About this task :: Below are the records; copy each line in which "https" can be found.

Exercise materials ::
◆ ◆ ◆ ◆

// Copyright 2025 KarmaChain (https://github.com/karmachain)
//
// This program is free software: you can redistribute it and/or modify
// it under the terms of the GNU Affero General Public License as published by
// the Free Software Foundation, either version 3 of the License, or
// (at your option) any later version.
//
// This program is distributed in the hope that it will be useful,
// but WITHOUT ANY WARRANTY; without even the implied warranty of
// MERCHANTABILITY or FITNESS FOR A PARTICULAR PURPOSE. See the
// GNU Affero General Public License for more details.
//
// You should have received a copy of the GNU Affero General Public License
// along with this program. If not, see <https://www.gnu.org/licenses/>.

//! Weight table accessor
//!
//! Read access to the learned (Q-learning-style) state-action value table
//! and to context-weight overrides. The table is a read-only snapshot
//! written by an external training process and refreshed out-of-band; the
//! context multipliers are the one shared mutable resource in the core and
//! are replaced copy-on-write so readers never observe a partial update.

use crate::error::{AgamiError, AgamiResult};
use karmachain_core::config::BaseWeights;
use parking_lot::RwLock;
use serde::{Deserialize, Serialize};
use std::collections::{BTreeMap, BTreeSet};
use std::path::Path;
use std::sync::Arc;
use tracing::info;

/// The four Purushartha axes.
#[derive(
    Debug, Clone, Copy, PartialEq, Eq, PartialOrd, Ord, Hash, Serialize, Deserialize,
)]
#[serde(rename_all = "lowercase")]
pub enum Axis {
    Dharma,
    Artha,
    Kama,
    Moksha,
}

impl Axis {
    pub const ALL: [Axis; 4] = [Axis::Dharma, Axis::Artha, Axis::Kama, Axis::Moksha];

    pub fn as_str(&self) -> &'static str {
        match self {
            Self::Dharma => "dharma",
            Self::Artha => "artha",
            Self::Kama => "kama",
            Self::Moksha => "moksha",
        }
    }
}

/// Coarse karma band used as the state half of a state-action key.
#[derive(
    Debug, Clone, Copy, PartialEq, Eq, PartialOrd, Ord, Hash, Serialize, Deserialize,
)]
#[serde(rename_all = "lowercase")]
pub enum StateBand {
    Deficit,
    Neutral,
    Ascending,
    Radiant,
}

impl StateBand {
    /// Band for an aggregate karma value.
    pub fn from_karma(karma: f64) -> Self {
        if karma < 0.0 {
            Self::Deficit
        } else if karma < 150.0 {
            Self::Neutral
        } else if karma < 600.0 {
            Self::Ascending
        } else {
            Self::Radiant
        }
    }

    pub fn as_str(&self) -> &'static str {
        match self {
            Self::Deficit => "deficit",
            Self::Neutral => "neutral",
            Self::Ascending => "ascending",
            Self::Radiant => "radiant",
        }
    }
}

/// One learned state-action value, as stored in the trained artifact.
#[derive(Debug, Clone, PartialEq, Serialize, Deserialize)]
pub struct WeightEntry {
    pub band: StateBand,
    pub action_type: String,
    pub value: f64,
}

/// Sparse learned state-action value table.
///
/// Missing keys are expected by construction; reads fall back to the
/// configured default instead of failing.
#[derive(Debug, Clone, Default, PartialEq, Serialize, Deserialize)]
pub struct WeightTable {
    values: BTreeMap<StateBand, BTreeMap<String, f64>>,
}

impl WeightTable {
    pub fn from_entries(entries: impl IntoIterator<Item = WeightEntry>) -> Self {
        let mut values: BTreeMap<StateBand, BTreeMap<String, f64>> = BTreeMap::new();
        for entry in entries {
            values
                .entry(entry.band)
                .or_default()
                .insert(entry.action_type, entry.value);
        }
        Self { values }
    }

    /// Load a trained snapshot from a JSON array of entries.
    pub fn load_json(path: impl AsRef<Path>) -> AgamiResult<Self> {
        let raw = std::fs::read_to_string(path)?;
        let entries: Vec<WeightEntry> = serde_json::from_str(&raw)?;
        Ok(Self::from_entries(entries))
    }

    pub fn get(&self, band: StateBand, action_type: &str) -> Option<f64> {
        self.values.get(&band).and_then(|m| m.get(action_type)).copied()
    }

    pub fn is_empty(&self) -> bool {
        self.values.values().all(|m| m.is_empty())
    }

    /// Action types the table was trained on, across all bands.
    pub fn trained_actions(&self) -> BTreeSet<&str> {
        self.values
            .values()
            .flat_map(|m| m.keys().map(|k| k.as_str()))
            .collect()
    }
}

/// Context multipliers over the four Purushartha axes.
#[derive(Debug, Clone, Copy, PartialEq, Serialize, Deserialize)]
pub struct ContextMultipliers {
    pub dharma: f64,
    pub artha: f64,
    pub kama: f64,
    pub moksha: f64,
}

impl Default for ContextMultipliers {
    fn default() -> Self {
        Self {
            dharma: 1.0,
            artha: 1.0,
            kama: 1.0,
            moksha: 1.0,
        }
    }
}

impl ContextMultipliers {
    pub fn get(&self, axis: Axis) -> f64 {
        match axis {
            Axis::Dharma => self.dharma,
            Axis::Artha => self.artha,
            Axis::Kama => self.kama,
            Axis::Moksha => self.moksha,
        }
    }

    /// All-or-nothing validation: every axis must be a positive finite
    /// real within the bound.
    pub fn validate(&self, bound: f64) -> AgamiResult<()> {
        for axis in Axis::ALL {
            let v = self.get(axis);
            if !v.is_finite() || v <= 0.0 || v > bound {
                return Err(AgamiError::InvalidWeight(format!(
                    "{} multiplier {} outside (0, {}]",
                    axis.as_str(),
                    v,
                    bound
                )));
            }
        }
        Ok(())
    }
}

/// Persisted context-weights file layout.
#[derive(Debug, Clone, Default, Serialize, Deserialize)]
#[serde(default)]
struct ContextWeightsFile {
    context_weights: BTreeMap<String, ContextMultipliers>,
    default_behavior_weights: BTreeMap<String, f64>,
}

/// Built-in module weights used when the file carries none.
fn default_module_weights() -> BTreeMap<String, f64> {
    [
        ("finance", 1.0),
        ("game", 1.2),
        ("gurukul", 1.3),
        ("insight", 1.1),
    ]
    .into_iter()
    .map(|(k, v)| (k.to_string(), v))
    .collect()
}

/// Read access to the learned weight table plus context overrides.
///
/// The table and the context map are each an `Arc` snapshot behind a
/// lock; updates build a new map and swap the `Arc`, so a prediction that
/// grabbed its snapshot keeps computing against consistent values.
pub struct WeightAccessor {
    base: BaseWeights,
    default_q: f64,
    multiplier_bound: f64,
    table: RwLock<Arc<WeightTable>>,
    contexts: RwLock<Arc<BTreeMap<String, ContextMultipliers>>>,
    module_weights: RwLock<Arc<BTreeMap<String, f64>>>,
}

impl WeightAccessor {
    pub fn new(base: BaseWeights, default_q: f64, multiplier_bound: f64) -> Self {
        Self {
            base,
            default_q,
            multiplier_bound,
            table: RwLock::new(Arc::new(WeightTable::default())),
            contexts: RwLock::new(Arc::new(BTreeMap::new())),
            module_weights: RwLock::new(Arc::new(default_module_weights())),
        }
    }

    /// Learned value for a state-action key, or the configured default.
    pub fn value(&self, band: StateBand, action_type: &str) -> f64 {
        self.table
            .read()
            .get(band, action_type)
            .unwrap_or(self.default_q)
    }

    /// Current table snapshot.
    pub fn table(&self) -> Arc<WeightTable> {
        Arc::clone(&self.table.read())
    }

    /// Replace the learned table snapshot (external reload signal).
    pub fn reload_table(&self, table: WeightTable) {
        info!(
            actions = table.trained_actions().len(),
            "reloaded weight table snapshot"
        );
        *self.table.write() = Arc::new(table);
    }

    /// `effective_weight(axis) = base(axis) * context_multiplier`; the
    /// multiplier is 1.0 for every axis when no context is supplied or
    /// the key is unknown.
    pub fn effective_weight(&self, context_key: Option<&str>, axis: Axis) -> f64 {
        let base = match axis {
            Axis::Dharma => self.base.dharma,
            Axis::Artha => self.base.artha,
            Axis::Kama => self.base.kama,
            Axis::Moksha => self.base.moksha,
        };

        let multiplier = context_key
            .and_then(|key| self.contexts.read().get(key).copied())
            .unwrap_or_default()
            .get(axis);

        base * multiplier
    }

    /// Context entry, if configured.
    pub fn context(&self, key: &str) -> Option<ContextMultipliers> {
        self.contexts.read().get(key).copied()
    }

    /// Validate and apply a context-weight update atomically.
    ///
    /// Rejected updates leave the prior entry untouched; applied updates
    /// are visible to subsequent calls only, never mid-flight.
    pub fn set_context(&self, key: impl Into<String>, entry: ContextMultipliers) -> AgamiResult<()> {
        entry.validate(self.multiplier_bound)?;

        let mut contexts = self.contexts.write();
        let mut next = (**contexts).clone();
        next.insert(key.into(), entry);
        *contexts = Arc::new(next);
        Ok(())
    }

    /// Behavioral weight for a source module (normalization path).
    pub fn module_weight(&self, module: &str) -> f64 {
        self.module_weights.read().get(module).copied().unwrap_or(1.0)
    }

    /// Load context weights and module weights from the persisted JSON
    /// layout, replacing both maps. Every context entry is validated;
    /// a single bad entry rejects the whole file.
    pub fn load_context_file(&self, path: impl AsRef<Path>) -> AgamiResult<()> {
        let raw = std::fs::read_to_string(&path)?;
        let file: ContextWeightsFile = serde_json::from_str(&raw)?;

        for (key, entry) in &file.context_weights {
            entry.validate(self.multiplier_bound).map_err(|e| {
                AgamiError::InvalidWeight(format!("context '{}': {}", key, e))
            })?;
        }

        *self.contexts.write() = Arc::new(file.context_weights);
        if !file.default_behavior_weights.is_empty() {
            *self.module_weights.write() = Arc::new(file.default_behavior_weights);
        }

        info!(path = %path.as_ref().display(), "loaded context weights");
        Ok(())
    }
}

#[cfg(test)]
mod tests {
    use super::*;
    use std::io::Write;

    fn accessor() -> WeightAccessor {
        WeightAccessor::new(BaseWeights::default(), 0.0, 10.0)
    }

    fn sample_table() -> WeightTable {
        WeightTable::from_entries([
            WeightEntry {
                band: StateBand::Neutral,
                action_type: "donation".to_string(),
                value: 3.0,
            },
            WeightEntry {
                band: StateBand::Neutral,
                action_type: "trade".to_string(),
                value: 1.5,
            },
            WeightEntry {
                band: StateBand::Ascending,
                action_type: "donation".to_string(),
                value: 2.0,
            },
        ])
    }

    #[test]
    fn test_missing_key_returns_default() {
        let acc = WeightAccessor::new(BaseWeights::default(), 0.25, 10.0);
        acc.reload_table(sample_table());

        assert_eq!(acc.value(StateBand::Neutral, "donation"), 3.0);
        assert_eq!(acc.value(StateBand::Radiant, "donation"), 0.25);
        assert_eq!(acc.value(StateBand::Neutral, "unknown_action"), 0.25);
    }

    #[test]
    fn test_effective_weight_without_context_is_base() {
        let base = BaseWeights {
            dharma: 1.1,
            artha: 0.9,
            kama: 1.0,
            moksha: 1.3,
        };
        let acc = WeightAccessor::new(base.clone(), 0.0, 10.0);

        assert_eq!(acc.effective_weight(None, Axis::Dharma), base.dharma);
        assert_eq!(acc.effective_weight(None, Axis::Artha), base.artha);
        assert_eq!(acc.effective_weight(None, Axis::Kama), base.kama);
        assert_eq!(acc.effective_weight(None, Axis::Moksha), base.moksha);
    }

    #[test]
    fn test_unknown_context_key_multiplies_by_one() {
        let acc = accessor();
        assert_eq!(acc.effective_weight(Some("no_such_realm"), Axis::Kama), 1.0);
    }

    #[test]
    fn test_context_merge_rule() {
        let acc = accessor();
        acc.set_context(
            "gurukul_teacher",
            ContextMultipliers {
                dharma: 1.5,
                artha: 0.8,
                kama: 0.9,
                moksha: 1.2,
            },
        )
        .unwrap();

        assert_eq!(
            acc.effective_weight(Some("gurukul_teacher"), Axis::Dharma),
            1.5
        );
        assert_eq!(
            acc.effective_weight(Some("gurukul_teacher"), Axis::Artha),
            0.8
        );
    }

    #[test]
    fn test_invalid_update_rejected_in_full() {
        let acc = accessor();
        let valid = ContextMultipliers {
            dharma: 1.2,
            ..ContextMultipliers::default()
        };
        acc.set_context("realm", valid).unwrap();

        for bad in [
            ContextMultipliers { kama: -0.5, ..valid },
            ContextMultipliers { moksha: f64::NAN, ..valid },
            ContextMultipliers { artha: 0.0, ..valid },
            ContextMultipliers { dharma: 11.0, ..valid },
        ] {
            let err = acc.set_context("realm", bad);
            assert!(matches!(err, Err(AgamiError::InvalidWeight(_))));
        }

        // Prior valid entry unchanged, no partial application.
        assert_eq!(acc.context("realm").unwrap(), valid);
    }

    #[test]
    fn test_load_context_file() {
        let mut file = tempfile::NamedTempFile::new().unwrap();
        write!(
            file,
            r#"{{
                "context_weights": {{
                    "game_warrior": {{"dharma": 1.0, "artha": 1.2, "kama": 1.1, "moksha": 0.7}}
                }},
                "default_behavior_weights": {{"finance": 1.0, "game": 1.4}}
            }}"#
        )
        .unwrap();

        let acc = accessor();
        acc.load_context_file(file.path()).unwrap();

        assert_eq!(acc.effective_weight(Some("game_warrior"), Axis::Artha), 1.2);
        assert_eq!(acc.module_weight("game"), 1.4);
        assert_eq!(acc.module_weight("gurukul"), 1.0);
    }

    #[test]
    fn test_band_thresholds() {
        assert_eq!(StateBand::from_karma(-5.0), StateBand::Deficit);
        assert_eq!(StateBand::from_karma(0.0), StateBand::Neutral);
        assert_eq!(StateBand::from_karma(150.0), StateBand::Ascending);
        assert_eq!(StateBand::from_karma(600.0), StateBand::Radiant);
    }
}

◆ ◆ ◆ ◆

Reply ::
// Copyright 2025 KarmaChain (https://github.com/karmachain)
// along with this program. If not, see <https://www.gnu.org/licenses/>.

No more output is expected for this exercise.